The Canon roars: Dazzling ‘Avengers: Endgame’ offers closure but questions…

It's the first film in history to ever have a $billion weekend... but other than money, how does 'Avengers: Endgame' measure up?

Half the inhabitants of the universe turned to dust.  When Thanos snapped his fingers it wasn’t just heroes that were affected, but unknowing people who either crumbled away or were left without their loved ones. As the remaining Avengers struggle to deal with the magnitude of their loss and its aftermath, dealing with it in very different ways, the surviving core team look for any way to un-do what happened and restore their friends.  But even the arrival of a new hero, who has been off exploring the galaxy for several decades, may not be enough for them to do anything but avenge the fallen.

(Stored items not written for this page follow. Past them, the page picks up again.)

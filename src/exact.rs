//! Exact whole-dataset decomposition.

use log::debug;
use ndarray::Array2;

use crate::error::{Error, Result};
use crate::manifest::FileManifest;
use crate::model::IncrementalPca;
use crate::raster;

/// Loads every raster in the manifest at once, fits the decomposition in a
/// single step and projects the same samples.
///
/// A whole-dataset update of a fresh model has no history to augment with,
/// so it centers by the dataset mean and factorizes plainly; the result is
/// ordinary one-shot PCA. Memory grows with the dataset, which makes this
/// the reference path and the batch runner the bounded one. An empty
/// manifest is rejected the way any undersized batch is.
pub fn fit_transform(
    manifest: &FileManifest,
    n_components: usize,
    whiten: bool,
) -> Result<(IncrementalPca, Array2<f64>)> {
    let mut model = IncrementalPca::new(n_components, whiten)?;
    if manifest.is_empty() {
        return Err(Error::InsufficientBatchSize {
            rows: 0,
            required: n_components,
        });
    }
    debug!("loading all {} rasters for the exact decomposition", manifest.len());
    let samples = raster::read_many(manifest.iter().map(|e| &e.path))?;
    model.update(&samples)?;
    let projection = model.project(&samples)?;
    Ok((model, projection))
}
//! Principal component decomposition for archives of gridded raster
//! fields.
//!
//! An archive is a directory tree of per-timestamp grid files. The crate
//! scans it into an ordered [`FileManifest`], then derives principal
//! components either exactly (whole dataset in memory, [`exact`]) or
//! incrementally: the [`batch`] planner partitions the manifest into
//! viable index ranges and the [`runner`] streams them through an
//! [`IncrementalPca`] twice, an update-only fit pass followed by a
//! projection-only transform pass, keeping peak memory at one batch
//! rather than the whole archive.
//!
//! ```no_run
//! use gridpca::runner::{self, FitConfig};
//!
//! # fn main() -> gridpca::Result<()> {
//! let manifest = gridpca::manifest::scan("data", ".bin")?;
//! let config = FitConfig { n_components: 20, batch_size: 256, ..FitConfig::default() };
//! let model = runner::fit(&manifest, &config)?;
//! let projection = runner::transform(&manifest, &model, config.batch_size)?;
//! assert_eq!(projection.nrows(), manifest.len());
//! # Ok(())
//! # }
//! ```

pub mod batch;
pub mod error;
pub mod exact;
pub mod manifest;
pub mod model;
pub mod output;
pub mod raster;
pub mod runner;

pub use error::{Error, Result};
pub use manifest::FileManifest;
pub use model::IncrementalPca;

As time passes and the world tries to rebuild anew, another glimmer of hope is offered when yet another lost hero returns, but their idea is also fraught with problems, danger, contradictions and potential further consequences.  Even if there is a way to undo the incredible damage done, what hope can there be when Thanos still lives?

 

*Spoilers*  (please don’t read until you’ve seen the film)

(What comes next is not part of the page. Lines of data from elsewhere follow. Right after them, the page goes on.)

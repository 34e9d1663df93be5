//! Incremental principal component model.
//!
//! The model folds batches into running estimates of the dataset mean,
//! per-feature variance and the top principal directions. Each update
//! stacks the scaled previous directions, the centered batch and a mean
//! correction row into one augmented matrix, factorizes it, and keeps the
//! leading right singular vectors. Fed the whole dataset as a single
//! batch, the same update degenerates to ordinary one-shot PCA.

use nalgebra::DMatrix;
use ndarray::{concatenate, s, Array1, Array2, ArrayView1, Axis};
use serde::{Deserialize, Serialize};

use crate::error::{Error, Result};

/// Floor applied to variance estimates before the whitening division, so
/// components with vanishing variance cannot blow up a projection.
const WHITEN_FLOOR: f64 = 1e-12;

/// Incremental principal component model over flattened raster samples.
///
/// Constructed with a fixed component count, mutated only through
/// [`update`](Self::update) and read through [`project`](Self::project)
/// and the accessors. The feature dimensionality is established by the
/// first update and enforced on every later one. Serializes as a
/// self-contained snapshot that projects identically after a round trip.
#[derive(Debug, Clone, Serialize, Deserialize)]
pub struct IncrementalPca {
    n_components: usize,
    whiten: bool,
    n_samples_seen: usize,
    n_features: Option<usize>,
    mean: Array1<f64>,
    variance: Array1<f64>,
    components: Array2<f64>,
    singular_values: Array1<f64>,
    explained_variance: Array1<f64>,
    explained_variance_ratio: Array1<f64>,
}

impl IncrementalPca {
    /// Builds an unfitted model deriving `n_components` directions.
    pub fn new(n_components: usize, whiten: bool) -> Result<Self> {
        if n_components == 0 {
            return Err(Error::InvalidConfiguration(
                "component count must be at least 1".into(),
            ));
        }
        Ok(Self {
            n_components,
            whiten,
            n_samples_seen: 0,
            n_features: None,
            mean: Array1::zeros(0),
            variance: Array1::zeros(0),
            components: Array2::zeros((0, 0)),
            singular_values: Array1::zeros(0),
            explained_variance: Array1::zeros(0),
            explained_variance_ratio: Array1::zeros(0),
        })
    }

    pub fn n_components(&self) -> usize {
        self.n_components
    }

    pub fn whiten(&self) -> bool {
        self.whiten
    }

    /// Samples folded in so far.
    pub fn n_samples_seen(&self) -> usize {
        self.n_samples_seen
    }

    /// Feature dimensionality, once a first batch has established it.
    pub fn n_features(&self) -> Option<usize> {
        self.n_features
    }

    /// Running estimate of the dataset mean.
    pub fn mean(&self) -> &Array1<f64> {
        &self.mean
    }

    /// Principal directions, one per row, strongest first.
    pub fn components(&self) -> &Array2<f64> {
        &self.components
    }

    pub fn singular_values(&self) -> &Array1<f64> {
        &self.singular_values
    }

    /// Sample variance captured by each retained direction.
    pub fn explained_variance(&self) -> &Array1<f64> {
        &self.explained_variance
    }

    /// Fraction of the total dataset variance captured by each retained
    /// direction.
    pub fn explained_variance_ratio(&self) -> &Array1<f64> {
        &self.explained_variance_ratio
    }

    /// Folds one batch of samples into the decomposition.
    ///
    /// The batch must be at least `n_components` rows tall, and after the
    /// first update its width must match the established dimensionality.
    /// All preconditions are checked before any state changes, so a failed
    /// update leaves the model exactly as it was.
    pub fn update(&mut self, batch: &Array2<f64>) -> Result<()> {
        let (rows, cols) = batch.dim();
        match self.n_features {
            Some(expected) if expected != cols => {
                return Err(Error::ShapeMismatch { expected, got: cols });
            }
            None if cols < self.n_components => {
                return Err(Error::InvalidConfiguration(format!(
                    "{} components requested from samples with only {cols} features",
                    self.n_components
                )));
            }
            _ => {}
        }
        if rows < self.n_components {
            return Err(Error::InsufficientBatchSize {
                rows,
                required: self.n_components,
            });
        }

        let n_total = self.n_samples_seen + rows;
        let (centered, batch_mean, col_mean, col_var) = self.incremental_mean_var(batch);

        // First batch factorizes plainly; later batches carry the history
        // forward through the scaled components and the mean correction.
        let augmented = if self.n_samples_seen == 0 {
            centered
        } else {
            let ratio = self.n_samples_seen as f64 / n_total as f64 * rows as f64;
            let mean_correction = ((&self.mean - &batch_mean) * ratio.sqrt()).insert_axis(Axis(0));
            let scaled = &self.components * &self.singular_values.view().insert_axis(Axis(1));
            concatenate(Axis(0), &[scaled.view(), centered.view(), mean_correction.view()])
                .map_err(|e| Error::Internal(format!("augmented batch assembly failed: {e}")))?
        };

        let (singular, vt) = thin_svd(&augmented)?;
        let vt = svd_flip(vt);

        let n_total_f = n_total as f64;
        let explained = singular.mapv(|s| s.powi(2) / (n_total_f - 1.0));
        let variance_ratio = singular.mapv(|s| s.powi(2)) / (col_var.sum() * n_total_f);

        let k = self.n_components;
        self.n_samples_seen = n_total;
        self.n_features = Some(cols);
        self.mean = col_mean;
        self.variance = col_var;
        self.components = vt.slice(s![..k, ..]).to_owned();
        self.singular_values = singular.slice(s![..k]).to_owned();
        self.explained_variance = explained.slice(s![..k]).to_owned();
        self.explained_variance_ratio = variance_ratio.slice(s![..k]).to_owned();
        Ok(())
    }

    /// Projects a batch onto the fitted directions, centering by the
    /// running mean and, when whitening is on, scaling each coordinate to
    /// unit variance by its floored variance estimate.
    pub fn project(&self, batch: &Array2<f64>) -> Result<Array2<f64>> {
        let Some(expected) = self.n_features else {
            return Err(Error::NotFitted);
        };
        let got = batch.ncols();
        if got != expected {
            return Err(Error::ShapeMismatch { expected, got });
        }

        let centered = batch - &self.mean;
        let projected = centered.dot(&self.components.t());
        let projected = if self.whiten {
            let scale = self.explained_variance.mapv(|v| v.max(WHITEN_FLOOR).sqrt());
            projected / &scale
        } else {
            projected
        };
        Ok(projected)
    }

    /// Running mean and variance folded with one batch, plus the centered
    /// batch and its mean. The variance merge carries the correction term
    /// for the drift between the historical and the batch mean.
    fn incremental_mean_var(
        &self,
        batch: &Array2<f64>,
    ) -> (Array2<f64>, Array1<f64>, Array1<f64>, Array1<f64>) {
        let n_seen = self.n_samples_seen as f64;
        let n_batch = batch.nrows() as f64;
        let n_total = n_seen + n_batch;

        let new_sum = batch.sum_axis(Axis(0));
        let (last_sum, last_unnormalized_variance) = if self.n_samples_seen == 0 {
            (Array1::zeros(batch.ncols()), Array1::zeros(batch.ncols()))
        } else {
            (&self.mean * n_seen, &self.variance * n_seen)
        };
        let updated_mean = (&last_sum + &new_sum) / n_total;

        let batch_mean = &new_sum / n_batch;
        let centered = batch - &batch_mean;
        let correction = centered.sum_axis(Axis(0));
        let new_unnormalized_variance =
            centered.mapv(|v| v.powi(2)).sum_axis(Axis(0)) - correction.mapv(|c| c.powi(2)) / n_batch;

        let updated_unnormalized_variance = if self.n_samples_seen == 0 {
            new_unnormalized_variance
        } else {
            let last_over_new = n_seen / n_batch;
            last_unnormalized_variance
                + new_unnormalized_variance
                + (&last_sum / last_over_new - &new_sum).mapv(|d| d.powi(2))
                    * (last_over_new / n_total)
        };
        let updated_variance = updated_unnormalized_variance / n_total;
        (centered, batch_mean, updated_mean, updated_variance)
    }
}

/// Thin singular value decomposition: singular values in descending order
/// and the matching right singular vectors, one per row.
///
/// The factorization backend is confined to this seam; the update
/// arithmetic above never touches it directly.
fn thin_svd(a: &Array2<f64>) -> Result<(Array1<f64>, Array2<f64>)> {
    let (rows, cols) = a.dim();
    let m = DMatrix::from_row_iterator(rows, cols, a.iter().copied());
    let svd = m.svd(false, true);
    let v_t = svd
        .v_t
        .ok_or_else(|| Error::Internal("factorization returned no right singular vectors".into()))?;
    let singular = Array1::from_iter(svd.singular_values.iter().copied());
    let vt = Array2::from_shape_fn((v_t.nrows(), cols), |(i, j)| v_t[(i, j)]);
    Ok((singular, vt))
}

/// Deterministic sign convention: every row is scaled so its
/// largest-magnitude entry is positive, which pins down the inherent sign
/// ambiguity of singular vectors.
fn svd_flip(v: Array2<f64>) -> Array2<f64> {
    let signs = v.map_axis(Axis(1), largest_magnitude_sign);
    v * signs.insert_axis(Axis(1))
}

/// Sign of the first largest-magnitude element; zero rows stay zero.
fn largest_magnitude_sign(row: ArrayView1<'_, f64>) -> f64 {
    let mut extreme = 0.0f64;
    for &value in row {
        if value.abs() > extreme.abs() {
            extreme = value;
        }
    }
    if extreme > 0.0 {
        1.0
    } else if extreme < 0.0 {
        -1.0
    } else {
        0.0
    }
}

There are two undeniable facts to accept before stepping into the local multiplex to take your seat for Avengers: Endgame (three if you need to factor in a likely potty-break).

The first is that the film is bullet, laser, atomic-blast and critic-proof… the marketing, product tie-ins, the record-opening in China and the unprecedented-profitable previews that began mid-week and insured the film produced the first billion dollar weekend in cinema history, have ensured that this much-anticipated sequel defines ‘must-see’ cinema.  It could be the worst movie ever made and the opening salvo would still be deafening.  The second factor is that by the film’s end, you know there will be some kind of reset… because a) this is comics-based and b) no-one in Hollywood wanted this to be the final Marvel movie ever, just the most profitable. For both reasons, death ‘s dominion is likely to have a revolving door rather than pearly-gates…

The good news… while expectations were ridiculously high going in (and I fully admit that even a weathered critic like me got a buzz as we took our seats) all in all, Endgame achieves the almost-impossible and the certainly-admirable and does end up satisfying on many, many levels… die-hard fans will salivate at the set-pieces on offer that reference not only the cinematic history of Marvel but some key moments from the comics and the knowing character moments long in the making… but perhaps the event is actually personified by the ten year old kid behind us who was gazing at the screen in wonder and clapping with unbridled glee at regular intervals.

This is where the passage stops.